Being your dog’s advocate will not, alone, rehabilitate a dog.  What it will do is protect him/her, keep others safe (if the dog is fearful/aggressive/reactive/etc) and really give your dog a reason to trust you.
We must be our dogs’ voices.  I see it so frequently in my everyday life where dogs are screaming that they are uncomfortable, fearful, or otherwise concerned in a situation and their humans do nothing positive about it.  They just let the dog suffer through an uncomfortable situation.  Equally as concerning is that the owners don’t just ignore the dog who is uncomfortable, they don’t even realized the dog is uncomfortable.  Depending on the situation, this could be potentially very dangerous.

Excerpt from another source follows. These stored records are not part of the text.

#![deny(missing_docs)]

//! # Response Envelopes
//!
//! Wire shapes for successful responses and errors, after the Google JSON
//! style guide: success bodies wrap their payload in `data`, failures in
//! `error`.

use crate::oas::document::Schema;
use crate::oas::repo::{build_schema_repo, SchemaRepo};
use crate::schema::{get_schema, Describe, Field, WalkResult, Walker};
use serde::{Deserialize, Serialize};

/// Payload types that can sit in [`DataResponse::data`].
///
/// A payload's [`Describe::self_schema`] stands in for the inferred `data`
/// property of the documented envelope.
pub trait ResponseData: Describe {}

/// Envelope of every successful response.
#[derive(Debug, Clone, Default, PartialEq, Serialize, Deserialize)]
pub struct DataResponse<D> {
    /// Client sets this value and the server echoes it back.
    #[serde(default, skip_serializing_if = "String::is_empty")]
    pub context: String,
    /// The payload.
    pub data: D,
}

impl<D> DataResponse<D> {
    /// A response carrying `data` with no context.
    pub fn new(data: D) -> Self {
        Self {
            context: String::new(),
            data,
        }
    }

    /// Echoes the client's context.
    pub fn with_context(mut self, context: impl Into<String>) -> Self {
        self.context = context.into();
        self
    }
}

impl<D: Describe> Describe for DataResponse<D> {
    fn describe(walker: &mut Walker) -> WalkResult {
        walker.object::<Self>(|o| {
            o.field::<String>("context").field::<D>("data");
        })
    }
}

/// What kind of resource a payload holds.
#[derive(Debug, Clone, Default, PartialEq, Eq, Serialize, Deserialize)]
pub struct DataDetail {
    /// Type of information the object stores.
    pub kind: String,
    /// Language of the other properties (BCP 47).
    #[serde(default, rename = "lang", skip_serializing_if = "String::is_empty")]
    pub language: String,
}

impl DataDetail {
    /// Detail for a resource `kind`.
    pub fn kind(kind: impl Into<String>) -> Self {
        Self {
            kind: kind.into(),
            language: String::new(),
        }
    }
}

impl Describe for DataDetail {
    fn describe(walker: &mut Walker) -> WalkResult {
        walker.object::<Self>(|o| {
            o.field::<String>(
                Field::new("Kind")
                    .rename("kind")
                    .description("type of information this object stores")
                    .example("resource"),
            )
            .field::<String>(
                Field::new("Language")
                    .rename("lang")
                    .description("language of the rest of the properties (BCP 47)")
                    .example("pt-br"),
            );
        })
    }
}

impl ResponseData for DataDetail {}

/// Paging information of a collection.
#[derive(Debug, Clone, Default, PartialEq, Eq, Serialize, Deserialize)]
#[serde(rename_all = "camelCase")]
pub struct CollectionDetail {
    /// Number of items in this result set.
    pub current_item_count: i64,
    /// Number of items per page.
    pub items_per_page: i64,
    /// Index of the first item in `items`.
    pub start_index: i64,
    /// Total number of items available.
    pub total_items: i64,
    /// Index of the current page.
    pub page_index: i64,
    /// Total number of pages.
    pub total_pages: i64,
}

impl Describe for CollectionDetail {
    fn describe(walker: &mut Walker) -> WalkResult {
        walker.object::<Self>(|o| {
            o.field::<i64>(
                Field::new("CurrentItemCount")
                    .rename("currentItemCount")
                    .description("number of items in this result set")
                    .example("1"),
            )
            .field::<i64>(
                Field::new("ItemsPerPage")
                    .rename("itemsPerPage")
                    .description("number of items in the result")
                    .example("10"),
            )
            .field::<i64>(
                Field::new("StartIndex")
                    .rename("startIndex")
                    .description("index of the first item in items")
                    .example("1"),
            )
            .field::<i64>(
                Field::new("TotalItems")
                    .rename("totalItems")
                    .description("total number of items available in this set")
                    .example("100"),
            )
            .field::<i64>(
                Field::new("PageIndex")
                    .rename("pageIndex")
                    .description("index of the current page of items")
                    .example("1"),
            )
            .field::<i64>(
                Field::new("TotalPages")
                    .rename("totalPages")
                    .description("total number of pages in the result set")
                    .example("10"),
            );
        })
    }
}

/// A single resource.
#[derive(Debug, Clone, Default, PartialEq, Serialize, Deserialize)]
pub struct SingleItemData<T> {
    /// Resource kind, flattened into the payload.
    #[serde(flatten)]
    pub detail: DataDetail,
    /// The resource.
    pub item: T,
}

impl<T: Describe> Describe for SingleItemData<T> {
    fn describe(walker: &mut Walker) -> WalkResult {
        walker.object::<Self>(|o| {
            o.embed::<DataDetail>().field::<T>("item");
        })
    }

    /// The inferred envelope with `T`'s hand-authored schema as `item`.
    ///
    /// `None` unless `T` authors its own schema. `T`'s definitions join the
    /// repository without replacing inferred ones.
    fn self_schema() -> Option<SchemaRepo> {
        let item = T::self_schema()?;
        let node = get_schema::<Self>()?;
        let mut composed = build_schema_repo(&node);
        composed.absorb(item.repo);
        let wrapped = Schema {
            all_of: vec![item.start.into()],
            ..Schema::default()
        };
        composed.set_property(&node.canonical_name(), "item", wrapped.into());
        Some(composed)
    }
}

impl<T: Describe> ResponseData for SingleItemData<T> {}

/// A page of resources.
#[derive(Debug, Clone, Default, PartialEq, Serialize, Deserialize)]
pub struct CollectionItemData<T> {
    /// Resource kind, flattened into the payload.
    #[serde(flatten)]
    pub detail: DataDetail,
    /// The resources.
    pub items: Vec<T>,
    /// Paging information, flattened into the payload.
    #[serde(flatten)]
    pub collection: CollectionDetail,
}

impl<T: Describe> Describe for CollectionItemData<T> {
    fn describe(walker: &mut Walker) -> WalkResult {
        walker.object::<Self>(|o| {
            o.embed::<DataDetail>()
                .field::<Vec<T>>("items")
                .embed::<CollectionDetail>();
        })
    }
}

impl<T: Describe> ResponseData for CollectionItemData<T> {}

/// Envelope of every failed response.
#[derive(Debug, Clone, PartialEq, Eq, Serialize, Deserialize)]
pub struct ErrorResponse {
    /// The failure.
    pub error: GeneralError,
}

impl ErrorResponse {
    /// A failure with `code` and a summary `message`.
    pub fn new(code: i64, message: impl Into<String>) -> Self {
        Self {
            error: GeneralError {
                code,
                message: message.into(),
                errors: Vec::new(),
            },
        }
    }

    /// Adds a detailed error.
    pub fn with_error(mut self, detail: DetailError) -> Self {
        self.error.errors.push(detail);
        self
    }
}

impl Describe for ErrorResponse {
    fn describe(walker: &mut Walker) -> WalkResult {
        walker.object::<Self>(|o| {
            o.field::<GeneralError>("error");
        })
    }
}

/// Summary of a failure.
#[derive(Debug, Clone, PartialEq, Eq, Serialize, Deserialize)]
pub struct GeneralError {
    /// HTTP status code.
    pub code: i64,
    /// Human readable summary.
    pub message: String,
    /// Individual errors.
    #[serde(default, skip_serializing_if = "Vec::is_empty")]
    pub errors: Vec<DetailError>,
}

impl Describe for GeneralError {
    fn describe(walker: &mut Walker) -> WalkResult {
        walker.object::<Self>(|o| {
            o.field::<i64>("code")
                .field::<String>("message")
                .field::<Vec<DetailError>>("errors");
        })
    }
}

/// One specific failure.
#[derive(Debug, Clone, Default, PartialEq, Eq, Serialize, Deserialize)]
#[serde(rename_all = "camelCase")]
pub struct DetailError {
    /// Service the error originated in.
    pub domain: String,
    /// Machine readable reason.
    pub reason: String,
    /// Human readable message.
    pub message: String,
    /// Where the error occurred.
    #[serde(default, skip_serializing_if = "Option::is_none")]
    pub location: Option<String>,
    /// How to interpret `location`.
    #[serde(default, skip_serializing_if = "Option::is_none")]
    pub location_type: Option<String>,
    /// URI with more help.
    #[serde(default, skip_serializing_if = "Option::is_none")]
    pub extended_help: Option<String>,
    /// URI of a form to report the error.
    #[serde(default, skip_serializing_if = "Option::is_none")]
    pub send_report: Option<String>,
}

impl DetailError {
    /// A detail with its mandatory fields.
    pub fn new(
        domain: impl Into<String>,
        reason: impl Into<String>,
        message: impl Into<String>,
    ) -> Self {
        Self {
            domain: domain.into(),
            reason: reason.into(),
            message: message.into(),
            ..Self::default()
        }
    }

    /// Sets where the error occurred and how to read it.
    pub fn at(mut self, location: impl Into<String>, location_type: impl Into<String>) -> Self {
        self.location = Some(location.into());
        self.location_type = Some(location_type.into());
        self
    }
}

impl Describe for DetailError {
    fn describe(walker: &mut Walker) -> WalkResult {
        walker.object::<Self>(|o| {
            o.field::<String>("domain")
                .field::<String>("reason")
                .field::<String>("message")
                .field::<Option<String>>("location")
                .field::<Option<String>>("locationType")
                .field::<Option<String>>("extendedHelp")
                .field::<Option<String>>("sendReport");
        })
    }
}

This phrase rings in my ears every single time that I see a dog who is fearful during a dog/dog interaction and gets hard corrections or alpha rolled by an ignorant owner.  I struggle not to yell, “HEY! Instead of body slamming your dog into the ground, how about advocate for him and keep him safe!”  When a dog is barking and backing away from another dog, he does not need alpha rolled.  He needs his handler to step forward and make the scary thing go away or get the dog out of the situation ASAP (whatever the situation warrants).
HOW I ADVOCATE FOR MY DOGS:
I do not knowingly put my dogs in situations where there is a good chance that they will fail–when Shayne was very fearful of people and new places, I didn’t bring her to the pet store on Saturday afternoons to shop.
If an off-leash dog is approaching us, I try any number of things to get the dog to go away and leave us alone.  I do not just watch awe-struck as bad things happen
If someone is letting an on-leash dog invade my dogs’ space, I can be blunt and rude if I have to be to get my message across that my dogs aren’t friendly (which isn’t completely true but it is more effective in getting the other dog’s owner to listen).
I don’t let just anyone pet my dogs.  If the person seems drunk or high or something’s just off… I say no.  I don’t want to risk making my dogs feel uncomfortable enough to bark/lunge/snap or practice other unwanted behaviors
I base my decisions of  “pet or not to pet” solely on my what my dogs are telling me.  If they are indicating that they would like to interact with a person, then I let people pet but, if my pups don’t seem into it, I say no.
If I find my dogs in a situation that is making them overly uncomfortable I do everything I can to get them the heck out of Dodge.
On the occasion there is a breakdown and one of my dogs has a reaction, I take responsibility for failing to manage the situation well enough to allow my dogs to succeed and do my best to learn from the mistake.
It may be a stretch, but I think nutrition and vet care are just two more ways that I can advocate for my dogs.  Dogs eat what we feed them and have to accept the medical care offered by the people and I think making educated decisions regarding these two things is an important part of my dogs’ well-being.